Recently we signed an Operational Alliance Agreement (OAA) with the Tamil Nadu government. The agreement will facilitate the development of a sustainable solution to enhance the communicative skills of learners and the teaching methodology of faculty under the Deen Dayal Upadhyaya Grameen Kaushalya Yojana (DDU-GKY) scheme. The specially customised training for the faculty will help them upgrade their teaching methodologies and deliver high-quality English language learning. This new OAA will be a new addition to the British Council’s work towards setting standards in the quality of teaching and learning English in the state and will allow the trainers to be more effective and deliver a high-quality education to students under the DDU-GKY scheme. 

In today's hyper-stimulus world, students are losing their knack for reading books. How do you think that can be addressed?
Janaka Pushpanathan: 
Reading is a cognitive process that augments our critical thinking and imparts knowledge. It is a multi-dimensional process involving word recognition, conception, fluency, and motivation. 

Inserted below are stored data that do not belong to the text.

// Host-side tests for the pointer gesture state machine.

use glam::Vec2;
use globe_core::constants::STARFIELD_DRAG_DAMPING;
use globe_core::*;

#[test]
fn short_press_is_a_click() {
    let mut m = PointerMachine::default();
    let mut g = GroupTransforms::default();
    m.pointer_down(Vec2::new(100.0, 100.0));
    m.pointer_move(Vec2::new(102.0, 101.0), &mut g);
    assert_eq!(
        m.pointer_up(Vec2::new(102.0, 101.0)),
        GestureEnd::Click(Vec2::new(102.0, 101.0))
    );
    assert!(!m.is_dragging());
}

#[test]
fn moving_past_slop_is_a_drag() {
    let mut m = PointerMachine::default();
    let mut g = GroupTransforms::default();
    m.pointer_down(Vec2::new(100.0, 100.0));
    m.pointer_move(Vec2::new(105.0, 100.0), &mut g);
    assert_eq!(m.pointer_up(Vec2::new(105.0, 100.0)), GestureEnd::Drag);
}

#[test]
fn returning_to_start_after_drag_is_still_a_drag() {
    let mut m = PointerMachine::default();
    let mut g = GroupTransforms::default();
    m.pointer_down(Vec2::new(0.0, 0.0));
    m.pointer_move(Vec2::new(0.0, 20.0), &mut g);
    m.pointer_move(Vec2::new(0.0, 0.0), &mut g);
    assert_eq!(m.pointer_up(Vec2::new(0.0, 0.0)), GestureEnd::Drag);
}

#[test]
fn release_far_from_press_without_moves_is_a_drag() {
    let mut m = PointerMachine::default();
    m.pointer_down(Vec2::new(0.0, 0.0));
    assert_eq!(m.pointer_up(Vec2::new(30.0, 0.0)), GestureEnd::Drag);
}

#[test]
fn up_without_down_is_ignored() {
    let mut m = PointerMachine::default();
    assert_eq!(m.pointer_up(Vec2::ZERO), GestureEnd::Ignored);
}

#[test]
fn cancel_never_clicks() {
    let mut m = PointerMachine::default();
    m.pointer_down(Vec2::new(10.0, 10.0));
    assert!(m.cancel());
    assert_eq!(m.pointer_up(Vec2::new(10.0, 10.0)), GestureEnd::Ignored);
    assert!(!m.cancel());
}

#[test]
fn move_without_gesture_does_nothing() {
    let mut m = PointerMachine::default();
    let mut g = GroupTransforms::default();
    assert!(m.pointer_move(Vec2::new(50.0, 50.0), &mut g).is_none());
    assert_eq!(g, GroupTransforms::default());
}

#[test]
fn pitch_is_clamped_for_any_drag() {
    let mut m = PointerMachine::default();
    let mut g = GroupTransforms::default();
    m.pointer_down(Vec2::ZERO);
    m.pointer_move(Vec2::new(0.0, 10_000.0), &mut g);
    assert!(g.globe.pitch <= PITCH_LIMIT);
    assert!((g.globe.pitch - PITCH_LIMIT).abs() < 1e-6);
    m.pointer_move(Vec2::new(0.0, -30_000.0), &mut g);
    assert!(g.globe.pitch >= -PITCH_LIMIT);
    assert_eq!(g.atmosphere.pitch, g.globe.pitch);
    assert_eq!(g.boundary.pitch, g.globe.pitch);
}

#[test]
fn drag_moves_shells_with_globe_and_damps_starfield() {
    let mut m = PointerMachine::default();
    let mut g = GroupTransforms::default();
    m.pointer_down(Vec2::ZERO);
    let (d_yaw, _) = m.pointer_move(Vec2::new(100.0, 0.0), &mut g).unwrap();
    assert!((d_yaw - 0.5).abs() < 1e-6);
    assert_eq!(g.atmosphere.yaw, g.globe.yaw);
    assert_eq!(g.boundary.yaw, g.globe.yaw);
    assert!((g.starfield.yaw - 0.5 * STARFIELD_DRAG_DAMPING).abs() < 1e-6);
}

#[test]
fn disabled_pitch_only_yaws() {
    let mut m = PointerMachine::new(DragSettings {
        pitch_enabled: false,
        ..DragSettings::default()
    });
    let mut g = GroupTransforms::default();
    m.pointer_down(Vec2::ZERO);
    m.pointer_move(Vec2::new(10.0, 40.0), &mut g);
    assert_eq!(g.globe.pitch, 0.0);
    assert!(g.globe.yaw > 0.0);
}

#[test]
fn nan_pitch_resets_to_level() {
    assert_eq!(clamp_pitch(f32::NAN), 0.0);
}
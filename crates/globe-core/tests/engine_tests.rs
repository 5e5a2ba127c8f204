// Host-side tests for the frame scheduler, click selection and teardown.

use chrono::{TimeZone, Utc};
use glam::Vec2;
use globe_core::constants::{
    ATMOSPHERE_SPIN_RATE, BOUNDARY_SPIN_RATE, DEFAULT_ROTATION_SPEED, STARFIELD_SPIN_RATE,
};
use globe_core::*;
use std::cell::RefCell;
use std::rc::Rc;

const VIEWPORT: Vec2 = Vec2::new(800.0, 600.0);
const CENTER: Vec2 = Vec2::new(400.0, 300.0);

fn noon() -> chrono::DateTime<Utc> {
    Utc.with_ymd_and_hms(2023, 3, 22, 12, 0, 0).unwrap()
}

fn engine_with_front_marker() -> GlobeEngine {
    let mut e = GlobeEngine::default();
    e.set_markers(Some(&[GeoPoint::new(0.0, -90.0), GeoPoint::new(0.0, 90.0)]));
    e
}

fn recorder(e: &mut GlobeEngine) -> Rc<RefCell<Vec<Option<GeoPoint>>>> {
    let seen = Rc::new(RefCell::new(Vec::new()));
    let sink = seen.clone();
    e.set_on_marker_click(Some(Box::new(move |p: Option<GeoPoint>| sink.borrow_mut().push(p))));
    seen
}

#[test]
fn tick_autorotates_each_group_at_its_rate() {
    let mut e = GlobeEngine::default();
    let report = e.tick(0.0, &noon()).unwrap();
    assert!(report.autorotated);
    assert_eq!(report.passes, &RENDER_PASSES);
    let g = e.scene.transforms;
    assert!((g.globe.yaw - DEFAULT_ROTATION_SPEED).abs() < 1e-9);
    assert!((g.starfield.yaw - DEFAULT_ROTATION_SPEED * STARFIELD_SPIN_RATE).abs() < 1e-9);
    assert!((g.atmosphere.yaw - DEFAULT_ROTATION_SPEED * ATMOSPHERE_SPIN_RATE).abs() < 1e-9);
    assert!((g.boundary.yaw - DEFAULT_ROTATION_SPEED * BOUNDARY_SPIN_RATE).abs() < 1e-9);
}

#[test]
fn passes_run_base_edge_then_antialias() {
    assert_eq!(
        RENDER_PASSES,
        [
            RenderPass::Base,
            RenderPass::EdgeHighlight,
            RenderPass::AntiAlias
        ]
    );
}

#[test]
fn paused_or_dragging_suppresses_autorotation() {
    let mut e = GlobeEngine::default();
    e.toggle_pause();
    assert!(!e.tick(0.0, &noon()).unwrap().autorotated);
    assert_eq!(e.scene.transforms.globe.yaw, 0.0);

    e.toggle_pause();
    e.pointer_down(CENTER);
    assert!(!e.tick(16.0, &noon()).unwrap().autorotated);
    assert_eq!(e.scene.transforms.globe.yaw, 0.0);
}

#[test]
fn tick_refreshes_lighting() {
    let mut e = GlobeEngine::default();
    e.tick(0.0, &noon());
    let sun = e.scene.lighting.sun_dir;
    assert!(sun.x > 0.999);
    assert!((e.scene.lighting.ambient_intensity - 0.15).abs() < 1e-5);
}

#[test]
fn drag_release_relights_for_final_orientation() {
    let mut e = GlobeEngine::default();
    let t = noon();
    let before = e.refresh_sun(&t);
    e.pointer_down(Vec2::new(100.0, 100.0));
    e.pointer_move(Vec2::new(400.0, 100.0));
    assert!(e.pointer_up(Vec2::new(400.0, 100.0), VIEWPORT, &t).is_none());
    assert_eq!(
        e.scene.lighting,
        SolarLighting::compute(&t, &e.scene.transforms.globe)
    );
    assert_ne!(e.scene.lighting.sun_dir, before.sun_dir);
}

#[test]
fn release_without_drag_leaves_lighting_alone() {
    let mut e = GlobeEngine::default();
    let stale = e.scene.lighting;
    assert!(e.pointer_up(CENTER, VIEWPORT, &noon()).is_none());
    assert_eq!(e.scene.lighting, stale);
}

#[test]
fn click_on_marker_selects_once_and_pulses() {
    let mut e = engine_with_front_marker();
    let seen = recorder(&mut e);
    e.pointer_down(CENTER);
    let hit = e.pointer_up(CENTER + Vec2::new(2.0, 1.0), VIEWPORT, &noon()).unwrap();
    assert_eq!(hit.point, GeoPoint::new(0.0, -90.0));
    assert_eq!(*seen.borrow(), vec![Some(GeoPoint::new(0.0, -90.0))]);
    assert!(e.scene.markers.get(hit.id).unwrap().is_pulsing());

    assert!(e.end_pulse(hit.id));
    assert!(!e.scene.markers.get(hit.id).unwrap().is_pulsing());
}

#[test]
fn drag_over_marker_never_selects() {
    let mut e = engine_with_front_marker();
    let seen = recorder(&mut e);
    e.pointer_down(CENTER);
    e.pointer_move(CENTER + Vec2::new(6.0, 0.0));
    assert!(e.pointer_up(CENTER + Vec2::new(6.0, 0.0), VIEWPORT, &noon()).is_none());
    assert!(seen.borrow().is_empty());
}

#[test]
fn cancelled_gesture_never_selects() {
    let mut e = engine_with_front_marker();
    let seen = recorder(&mut e);
    e.pointer_down(CENTER);
    assert!(e.pointer_cancel());
    assert!(e.pointer_up(CENTER, VIEWPORT, &noon()).is_none());
    assert!(seen.borrow().is_empty());
}

#[test]
fn click_on_empty_space_is_silent() {
    let mut e = engine_with_front_marker();
    let seen = recorder(&mut e);
    e.pointer_down(Vec2::new(5.0, 5.0));
    assert!(e.pointer_up(Vec2::new(5.0, 5.0), VIEWPORT, &noon()).is_none());
    assert!(seen.borrow().is_empty());
}

#[test]
fn degenerate_viewport_is_no_hit() {
    let e = engine_with_front_marker();
    assert!(e.pick(CENTER, Vec2::ZERO).is_none());
}

#[test]
fn observers_receive_clicks_until_unsubscribed() {
    let mut e = engine_with_front_marker();
    let count = Rc::new(RefCell::new(0));
    let c = count.clone();
    let id = e.subscribe(Box::new(move |_: &GeoPoint| *c.borrow_mut() += 1));

    e.pointer_down(CENTER);
    e.pointer_up(CENTER, VIEWPORT, &noon());
    assert_eq!(*count.borrow(), 1);

    assert!(e.unsubscribe(id));
    assert!(!e.unsubscribe(id));
    e.pointer_down(CENTER);
    e.pointer_up(CENTER, VIEWPORT, &noon());
    assert_eq!(*count.borrow(), 1);
}

#[test]
fn pulse_restore_after_rebuild_is_a_no_op() {
    let mut e = engine_with_front_marker();
    e.pointer_down(CENTER);
    let hit = e.pointer_up(CENTER, VIEWPORT, &noon()).unwrap();
    e.set_markers(Some(&[GeoPoint::new(0.0, -90.0)]));
    assert!(!e.end_pulse(hit.id));
}

#[test]
fn selected_marker_follows_host_point() {
    let mut e = engine_with_front_marker();
    assert!(e.selected_marker().is_none());
    assert!(e.set_selected_point(Some(GeoPoint::new(0.0, 90.0))));
    assert!(!e.set_selected_point(Some(GeoPoint::new(0.0, 90.0))));
    assert_eq!(
        e.selected_marker().unwrap().source,
        GeoPoint::new(0.0, 90.0)
    );
    e.set_selected_point(Some(GeoPoint::new(12.0, 12.0)));
    assert!(e.selected_marker().is_none());
    e.set_selected_point(None);
    assert!(e.selected_point().is_none());
}

#[test]
fn slider_commit_updates_speed_and_pause() {
    let mut e = GlobeEngine::default();
    assert_eq!(e.slider_commit(0.0, &noon()), 0.0);
    assert!(e.config.paused);
    let speed = e.slider_commit(0.01, &noon());
    assert!((speed - 0.01).abs() < 1e-6);
    assert!(!e.config.paused);
}

#[test]
fn debug_toggle_drives_sun_helper() {
    let mut e = GlobeEngine::default();
    assert!(e.toggle_debug());
    assert!(e.scene.sun_helper_visible);
    assert!(!e.toggle_debug());
    assert!(!e.scene.sun_helper_visible);
}

#[test]
fn texture_status_installs_map_on_load() {
    let mut e = GlobeEngine::default();
    assert_eq!(e.texture_status(), TextureStatus::Pending);
    e.set_texture_status(TextureStatus::Missing);
    assert!(!e.scene.is_textured());
    e.set_texture_status(TextureStatus::Loaded {
        width: 2048,
        height: 1024,
        source: MapSource::Fallback,
    });
    assert!(e.scene.is_textured());
    let lines = e.telemetry().lines();
    assert!(lines.iter().any(|l| l == "Image: 2048 x 1024"));
}

#[test]
fn telemetry_reports_speed_with_five_decimals() {
    let e = GlobeEngine::default();
    let lines = e.telemetry().lines();
    assert!(lines.iter().any(|l| l == "Rotation speed: 0.00100"));
    assert!(lines.iter().any(|l| l == "Paused: no"));
    assert!(lines.iter().any(|l| l == "Texture: pending"));
}

#[test]
fn teardown_releases_everything_once() {
    let mut e = engine_with_front_marker();
    e.set_texture_status(TextureStatus::Loaded {
        width: 8,
        height: 8,
        source: MapSource::Primary,
    });
    let report = e.teardown(|t| t).unwrap();
    assert!(report.is_clean());
    assert_eq!(report.completed, vec!["pointer", "selection", "scene"]);
    assert_eq!(e.scene.ledger.live(), 0);
    assert!(e.is_torn_down());

    assert!(e.teardown(|t| t).is_none());
    assert!(e.tick(0.0, &noon()).is_none());
    assert_eq!(e.set_markers(Some(&[GeoPoint::new(0.0, 0.0)])).created, 0);
}

#[test]
fn teardown_runs_remaining_steps_after_a_failure() {
    let mut e = GlobeEngine::default();
    let ran = Rc::new(RefCell::new(false));
    let flag = ran.clone();
    let report = e
        .teardown(move |t| {
            t.step("listeners", || Err(anyhow::anyhow!("detached"))).step("timers", move || {
                *flag.borrow_mut() = true;
                Ok(())
            })
        })
        .unwrap();
    assert_eq!(report.failed.len(), 1);
    assert_eq!(report.failed[0].0, "listeners");
    assert!(report.completed.contains(&"timers"));
    assert!(*ran.borrow());
}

According to a Scholastic Survey, 92% say that they read books for fun at least one day a week. As per our data from the Library offers, reading has gone up during the pandemic – be it avid readers getting more time to read or non-readers taking up reading for leisure or skilling. Our Digital Library memberships and usage have witnessed significant growth during the pandemic. During the period, demand for content formats such as audiobooks, online newspapers, magazines and journals saw a significant rise. Our total checkouts have also gone up year-on-year during the pandemic. For the 6 months Apr-Sep in 2020, we witnessed a 60% increase in the total number of checkouts over the previous year and a 36% increase in 2021 over the previous year. 

To do its part to encourage reading habits among children, British Council Library launched the ‘Reading for Life’ programme. The six-week course encourages kids, between the age bracket of 5 to 12 years, to read one book every week from the collection of books, magazines and comics. The programme is organised for children, to encourage them to read for fun, improve their English and become confident readers.